*Requirement*
In the listing below, find each line containing "bool" and report it.
/---
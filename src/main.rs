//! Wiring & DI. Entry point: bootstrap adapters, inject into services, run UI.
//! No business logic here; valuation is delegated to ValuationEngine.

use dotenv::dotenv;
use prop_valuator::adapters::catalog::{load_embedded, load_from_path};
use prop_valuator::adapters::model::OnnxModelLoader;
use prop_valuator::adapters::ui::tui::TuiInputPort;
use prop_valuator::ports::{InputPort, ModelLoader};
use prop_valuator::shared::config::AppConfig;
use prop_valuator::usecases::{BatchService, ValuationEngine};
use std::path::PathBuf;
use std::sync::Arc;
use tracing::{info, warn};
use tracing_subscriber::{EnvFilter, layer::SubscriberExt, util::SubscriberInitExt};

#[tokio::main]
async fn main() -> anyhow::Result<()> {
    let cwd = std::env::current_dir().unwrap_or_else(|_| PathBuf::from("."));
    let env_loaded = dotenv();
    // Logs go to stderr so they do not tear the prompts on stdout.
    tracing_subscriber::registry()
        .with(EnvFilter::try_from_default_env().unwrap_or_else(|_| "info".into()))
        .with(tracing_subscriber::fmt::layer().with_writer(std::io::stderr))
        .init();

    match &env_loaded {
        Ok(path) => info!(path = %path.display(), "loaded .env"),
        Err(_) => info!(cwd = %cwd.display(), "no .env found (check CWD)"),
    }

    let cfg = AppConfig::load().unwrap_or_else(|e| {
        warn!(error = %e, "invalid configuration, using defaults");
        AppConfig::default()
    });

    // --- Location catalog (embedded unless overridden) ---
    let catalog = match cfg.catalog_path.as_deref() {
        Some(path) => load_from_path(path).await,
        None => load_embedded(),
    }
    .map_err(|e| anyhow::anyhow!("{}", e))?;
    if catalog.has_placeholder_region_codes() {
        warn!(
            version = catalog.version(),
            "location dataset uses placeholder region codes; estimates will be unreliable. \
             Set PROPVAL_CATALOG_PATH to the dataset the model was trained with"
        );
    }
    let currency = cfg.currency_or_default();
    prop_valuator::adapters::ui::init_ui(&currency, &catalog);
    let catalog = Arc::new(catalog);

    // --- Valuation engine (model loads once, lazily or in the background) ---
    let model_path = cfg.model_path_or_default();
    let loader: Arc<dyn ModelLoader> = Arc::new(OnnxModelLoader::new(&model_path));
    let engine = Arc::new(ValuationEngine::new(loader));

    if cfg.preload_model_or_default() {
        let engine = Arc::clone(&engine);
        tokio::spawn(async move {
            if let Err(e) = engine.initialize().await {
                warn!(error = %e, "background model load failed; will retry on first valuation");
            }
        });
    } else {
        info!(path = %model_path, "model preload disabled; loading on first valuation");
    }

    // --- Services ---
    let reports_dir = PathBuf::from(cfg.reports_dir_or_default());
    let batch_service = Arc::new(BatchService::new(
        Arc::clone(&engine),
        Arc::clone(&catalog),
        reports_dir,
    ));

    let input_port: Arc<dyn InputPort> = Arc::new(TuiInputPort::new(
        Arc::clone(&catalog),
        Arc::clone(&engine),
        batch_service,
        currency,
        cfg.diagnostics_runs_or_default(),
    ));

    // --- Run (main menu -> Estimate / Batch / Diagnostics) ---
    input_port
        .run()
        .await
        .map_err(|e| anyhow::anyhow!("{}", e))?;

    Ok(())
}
\---
/---
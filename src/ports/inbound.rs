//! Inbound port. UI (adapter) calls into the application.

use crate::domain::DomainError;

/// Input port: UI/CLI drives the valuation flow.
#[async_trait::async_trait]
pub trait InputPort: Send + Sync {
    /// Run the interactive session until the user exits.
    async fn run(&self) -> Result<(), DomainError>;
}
\---
/---
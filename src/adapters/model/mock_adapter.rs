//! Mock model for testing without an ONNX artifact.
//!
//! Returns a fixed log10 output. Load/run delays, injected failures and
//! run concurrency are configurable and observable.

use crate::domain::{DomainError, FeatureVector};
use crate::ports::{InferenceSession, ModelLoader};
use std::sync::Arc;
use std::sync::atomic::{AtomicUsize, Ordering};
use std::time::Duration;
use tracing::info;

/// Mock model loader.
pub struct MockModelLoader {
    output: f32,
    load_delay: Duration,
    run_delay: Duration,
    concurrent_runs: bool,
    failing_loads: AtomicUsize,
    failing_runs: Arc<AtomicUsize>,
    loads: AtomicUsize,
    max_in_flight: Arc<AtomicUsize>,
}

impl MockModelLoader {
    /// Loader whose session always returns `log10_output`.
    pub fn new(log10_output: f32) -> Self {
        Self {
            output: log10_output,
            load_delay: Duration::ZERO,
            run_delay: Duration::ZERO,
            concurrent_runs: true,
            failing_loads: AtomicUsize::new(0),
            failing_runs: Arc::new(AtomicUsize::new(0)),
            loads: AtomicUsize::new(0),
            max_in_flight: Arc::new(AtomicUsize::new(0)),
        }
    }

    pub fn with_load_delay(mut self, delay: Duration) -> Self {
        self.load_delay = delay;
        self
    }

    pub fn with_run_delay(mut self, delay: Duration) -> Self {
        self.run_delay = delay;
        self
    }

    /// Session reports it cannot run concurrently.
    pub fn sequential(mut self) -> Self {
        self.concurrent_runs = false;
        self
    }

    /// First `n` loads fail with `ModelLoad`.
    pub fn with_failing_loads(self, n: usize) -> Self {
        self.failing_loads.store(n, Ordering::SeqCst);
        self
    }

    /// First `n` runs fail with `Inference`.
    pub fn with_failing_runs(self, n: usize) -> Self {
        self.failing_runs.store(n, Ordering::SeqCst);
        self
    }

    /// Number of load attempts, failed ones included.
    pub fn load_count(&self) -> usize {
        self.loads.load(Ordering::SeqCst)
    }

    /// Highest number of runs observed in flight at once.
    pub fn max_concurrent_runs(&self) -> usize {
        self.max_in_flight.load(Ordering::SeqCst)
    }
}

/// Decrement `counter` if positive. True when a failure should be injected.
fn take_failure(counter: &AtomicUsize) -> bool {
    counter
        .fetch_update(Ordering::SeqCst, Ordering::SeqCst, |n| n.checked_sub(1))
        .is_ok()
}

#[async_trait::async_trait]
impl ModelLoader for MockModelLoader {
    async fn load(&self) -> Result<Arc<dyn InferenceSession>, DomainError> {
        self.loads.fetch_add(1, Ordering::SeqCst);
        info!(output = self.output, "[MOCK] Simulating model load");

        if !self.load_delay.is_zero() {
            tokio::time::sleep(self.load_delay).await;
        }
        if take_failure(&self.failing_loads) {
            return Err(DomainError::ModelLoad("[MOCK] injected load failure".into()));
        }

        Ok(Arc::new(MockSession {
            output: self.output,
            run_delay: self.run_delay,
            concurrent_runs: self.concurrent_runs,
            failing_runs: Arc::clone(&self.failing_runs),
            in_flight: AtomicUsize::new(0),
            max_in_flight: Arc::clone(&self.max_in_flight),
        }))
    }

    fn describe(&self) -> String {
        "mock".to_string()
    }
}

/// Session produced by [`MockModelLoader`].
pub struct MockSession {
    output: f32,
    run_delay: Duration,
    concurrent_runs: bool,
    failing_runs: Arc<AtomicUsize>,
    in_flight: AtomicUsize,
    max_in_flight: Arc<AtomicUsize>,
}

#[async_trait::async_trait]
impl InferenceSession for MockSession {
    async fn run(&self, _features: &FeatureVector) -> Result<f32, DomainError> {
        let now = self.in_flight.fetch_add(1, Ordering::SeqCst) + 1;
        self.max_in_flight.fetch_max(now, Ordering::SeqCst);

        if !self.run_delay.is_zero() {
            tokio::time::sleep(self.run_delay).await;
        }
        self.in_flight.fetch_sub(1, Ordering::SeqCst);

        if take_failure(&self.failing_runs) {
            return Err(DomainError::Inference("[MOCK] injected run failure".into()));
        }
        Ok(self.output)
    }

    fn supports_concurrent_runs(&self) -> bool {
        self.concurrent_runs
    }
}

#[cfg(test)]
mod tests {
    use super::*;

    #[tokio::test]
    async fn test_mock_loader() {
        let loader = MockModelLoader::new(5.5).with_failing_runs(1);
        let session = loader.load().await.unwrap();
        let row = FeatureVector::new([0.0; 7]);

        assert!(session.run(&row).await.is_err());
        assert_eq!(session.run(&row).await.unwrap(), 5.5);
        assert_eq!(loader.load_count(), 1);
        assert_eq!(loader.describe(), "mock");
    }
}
\---
*Written response*
    concurrent_runs: bool,
fn take_failure(counter: &AtomicUsize) -> bool {
    concurrent_runs: bool,
    fn supports_concurrent_runs(&self) -> bool {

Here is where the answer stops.